**Brief**. Stop after the line that contains "camera: Option<&str>) ->"; until then, restate each line of the entries word for word from the very first.

(Raw data Opens)

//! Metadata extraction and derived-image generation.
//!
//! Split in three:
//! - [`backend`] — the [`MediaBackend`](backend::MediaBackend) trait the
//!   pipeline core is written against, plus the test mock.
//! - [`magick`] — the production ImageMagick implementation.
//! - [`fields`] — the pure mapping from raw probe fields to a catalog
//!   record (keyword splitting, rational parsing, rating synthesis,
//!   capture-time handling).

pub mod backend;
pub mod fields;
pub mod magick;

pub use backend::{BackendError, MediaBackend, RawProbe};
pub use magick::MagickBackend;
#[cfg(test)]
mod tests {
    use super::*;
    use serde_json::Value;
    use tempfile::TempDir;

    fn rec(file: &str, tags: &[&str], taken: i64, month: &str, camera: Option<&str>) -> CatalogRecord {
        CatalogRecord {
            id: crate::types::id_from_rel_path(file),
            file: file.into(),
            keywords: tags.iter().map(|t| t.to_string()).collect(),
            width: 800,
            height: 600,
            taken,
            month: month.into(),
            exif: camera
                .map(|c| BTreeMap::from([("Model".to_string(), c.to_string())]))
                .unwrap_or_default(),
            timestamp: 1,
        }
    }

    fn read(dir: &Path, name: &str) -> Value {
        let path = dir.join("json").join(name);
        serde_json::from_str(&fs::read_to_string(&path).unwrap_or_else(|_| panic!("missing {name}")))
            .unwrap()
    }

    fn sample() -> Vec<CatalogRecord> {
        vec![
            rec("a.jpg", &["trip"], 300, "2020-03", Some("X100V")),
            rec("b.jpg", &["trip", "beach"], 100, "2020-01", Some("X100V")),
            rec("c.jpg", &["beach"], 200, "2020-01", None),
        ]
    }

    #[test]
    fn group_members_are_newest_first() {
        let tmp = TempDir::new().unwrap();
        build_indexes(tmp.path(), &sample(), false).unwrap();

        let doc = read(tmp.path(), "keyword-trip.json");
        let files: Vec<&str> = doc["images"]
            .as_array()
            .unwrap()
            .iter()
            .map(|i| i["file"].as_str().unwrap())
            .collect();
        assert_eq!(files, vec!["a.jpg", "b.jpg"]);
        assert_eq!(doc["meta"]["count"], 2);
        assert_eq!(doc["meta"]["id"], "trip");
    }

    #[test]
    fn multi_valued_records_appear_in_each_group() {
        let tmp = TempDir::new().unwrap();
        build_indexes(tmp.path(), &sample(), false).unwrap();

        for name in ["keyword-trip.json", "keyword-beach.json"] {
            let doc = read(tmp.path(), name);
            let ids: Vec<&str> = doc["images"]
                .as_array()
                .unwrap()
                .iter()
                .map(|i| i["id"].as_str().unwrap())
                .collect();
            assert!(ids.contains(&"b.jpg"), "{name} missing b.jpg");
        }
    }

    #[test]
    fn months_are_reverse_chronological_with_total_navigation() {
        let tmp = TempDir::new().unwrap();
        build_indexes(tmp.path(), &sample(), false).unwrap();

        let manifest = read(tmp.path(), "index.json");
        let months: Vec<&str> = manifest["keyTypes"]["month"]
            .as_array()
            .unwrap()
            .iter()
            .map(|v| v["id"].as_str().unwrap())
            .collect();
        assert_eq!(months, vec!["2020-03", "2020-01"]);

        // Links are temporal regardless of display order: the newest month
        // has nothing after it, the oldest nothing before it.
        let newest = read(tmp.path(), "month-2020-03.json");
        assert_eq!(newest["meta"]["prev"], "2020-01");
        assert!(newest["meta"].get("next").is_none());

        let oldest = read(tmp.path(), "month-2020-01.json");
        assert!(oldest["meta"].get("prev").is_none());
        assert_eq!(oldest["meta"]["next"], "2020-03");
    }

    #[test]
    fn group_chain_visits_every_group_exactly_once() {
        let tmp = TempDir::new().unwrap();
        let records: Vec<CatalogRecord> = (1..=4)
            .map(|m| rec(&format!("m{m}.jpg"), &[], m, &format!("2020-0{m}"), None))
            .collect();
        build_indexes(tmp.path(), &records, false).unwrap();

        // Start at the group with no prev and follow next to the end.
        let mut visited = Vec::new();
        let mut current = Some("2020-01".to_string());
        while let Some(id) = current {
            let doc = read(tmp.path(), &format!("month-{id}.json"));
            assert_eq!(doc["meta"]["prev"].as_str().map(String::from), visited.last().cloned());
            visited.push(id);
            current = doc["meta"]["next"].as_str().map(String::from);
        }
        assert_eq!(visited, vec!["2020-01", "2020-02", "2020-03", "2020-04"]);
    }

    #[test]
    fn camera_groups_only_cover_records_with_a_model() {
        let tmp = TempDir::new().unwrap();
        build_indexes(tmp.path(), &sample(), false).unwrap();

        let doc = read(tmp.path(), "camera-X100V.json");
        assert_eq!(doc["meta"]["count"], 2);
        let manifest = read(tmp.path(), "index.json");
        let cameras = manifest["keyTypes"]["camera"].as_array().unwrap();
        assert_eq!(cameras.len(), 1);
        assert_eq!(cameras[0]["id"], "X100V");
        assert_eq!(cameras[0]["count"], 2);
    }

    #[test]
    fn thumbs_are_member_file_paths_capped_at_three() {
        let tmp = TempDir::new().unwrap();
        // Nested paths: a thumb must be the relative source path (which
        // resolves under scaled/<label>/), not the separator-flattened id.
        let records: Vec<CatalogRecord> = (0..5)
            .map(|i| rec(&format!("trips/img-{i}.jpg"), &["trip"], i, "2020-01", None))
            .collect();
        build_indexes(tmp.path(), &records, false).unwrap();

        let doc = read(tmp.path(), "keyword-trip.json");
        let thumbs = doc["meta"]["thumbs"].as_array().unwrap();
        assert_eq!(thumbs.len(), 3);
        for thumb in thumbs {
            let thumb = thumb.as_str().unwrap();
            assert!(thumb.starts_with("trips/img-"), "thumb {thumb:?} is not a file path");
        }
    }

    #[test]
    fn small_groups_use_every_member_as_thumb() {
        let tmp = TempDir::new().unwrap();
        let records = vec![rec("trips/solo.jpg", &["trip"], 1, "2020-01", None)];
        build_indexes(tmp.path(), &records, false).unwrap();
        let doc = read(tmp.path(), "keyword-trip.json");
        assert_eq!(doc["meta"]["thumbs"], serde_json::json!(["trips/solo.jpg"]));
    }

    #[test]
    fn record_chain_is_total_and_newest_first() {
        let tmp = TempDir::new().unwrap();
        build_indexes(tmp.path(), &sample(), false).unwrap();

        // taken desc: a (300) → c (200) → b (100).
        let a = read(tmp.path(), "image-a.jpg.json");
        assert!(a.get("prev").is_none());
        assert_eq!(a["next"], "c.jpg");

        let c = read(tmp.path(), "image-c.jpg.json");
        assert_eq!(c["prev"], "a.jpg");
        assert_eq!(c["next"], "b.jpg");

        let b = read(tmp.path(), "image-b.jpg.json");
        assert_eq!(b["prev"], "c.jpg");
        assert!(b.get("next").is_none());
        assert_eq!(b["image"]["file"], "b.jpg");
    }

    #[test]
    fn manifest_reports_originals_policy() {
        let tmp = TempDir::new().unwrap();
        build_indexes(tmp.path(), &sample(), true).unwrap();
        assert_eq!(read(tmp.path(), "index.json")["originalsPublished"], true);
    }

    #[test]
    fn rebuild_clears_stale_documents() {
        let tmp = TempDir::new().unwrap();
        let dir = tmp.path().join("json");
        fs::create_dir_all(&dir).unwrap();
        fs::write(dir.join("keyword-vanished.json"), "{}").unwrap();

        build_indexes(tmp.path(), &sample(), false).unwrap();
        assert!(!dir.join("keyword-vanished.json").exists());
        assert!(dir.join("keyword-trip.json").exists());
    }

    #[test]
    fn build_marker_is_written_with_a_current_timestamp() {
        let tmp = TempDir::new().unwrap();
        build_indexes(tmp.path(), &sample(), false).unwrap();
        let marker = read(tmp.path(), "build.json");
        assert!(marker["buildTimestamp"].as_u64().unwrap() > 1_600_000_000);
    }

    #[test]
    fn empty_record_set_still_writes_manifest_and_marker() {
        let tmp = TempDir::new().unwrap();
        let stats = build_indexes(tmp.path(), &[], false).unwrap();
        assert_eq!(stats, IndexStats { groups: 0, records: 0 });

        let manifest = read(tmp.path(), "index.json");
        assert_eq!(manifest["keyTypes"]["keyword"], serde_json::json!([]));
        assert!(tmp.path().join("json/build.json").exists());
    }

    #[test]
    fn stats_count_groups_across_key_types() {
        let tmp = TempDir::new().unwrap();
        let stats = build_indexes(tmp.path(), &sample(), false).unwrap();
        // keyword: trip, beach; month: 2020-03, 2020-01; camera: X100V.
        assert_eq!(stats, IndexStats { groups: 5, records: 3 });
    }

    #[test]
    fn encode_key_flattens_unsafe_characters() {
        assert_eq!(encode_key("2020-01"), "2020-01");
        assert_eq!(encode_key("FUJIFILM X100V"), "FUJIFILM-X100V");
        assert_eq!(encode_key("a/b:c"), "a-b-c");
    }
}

(Raw data Closes)

**Solution below**.
//! Metadata extraction and derived-image generation.
//!
//! Split in three:
//! - [`backend`] — the [`MediaBackend`](backend::MediaBackend) trait the
//!   pipeline core is written against, plus the test mock.
//! - [`magick`] — the production ImageMagick implementation.
//! - [`fields`] — the pure mapping from raw probe fields to a catalog
//!   record (keyword splitting, rational parsing, rating synthesis,
//!   capture-time handling).

pub mod backend;
pub mod fields;
pub mod magick;

pub use backend::{BackendError, MediaBackend, RawProbe};
pub use magick::MagickBackend;
#[cfg(test)]
mod tests {
    use super::*;
    use serde_json::Value;
    use tempfile::TempDir;

    fn rec(file: &str, tags: &[&str], taken: i64, month: &str, camera: Option<&str>) -> CatalogRecord {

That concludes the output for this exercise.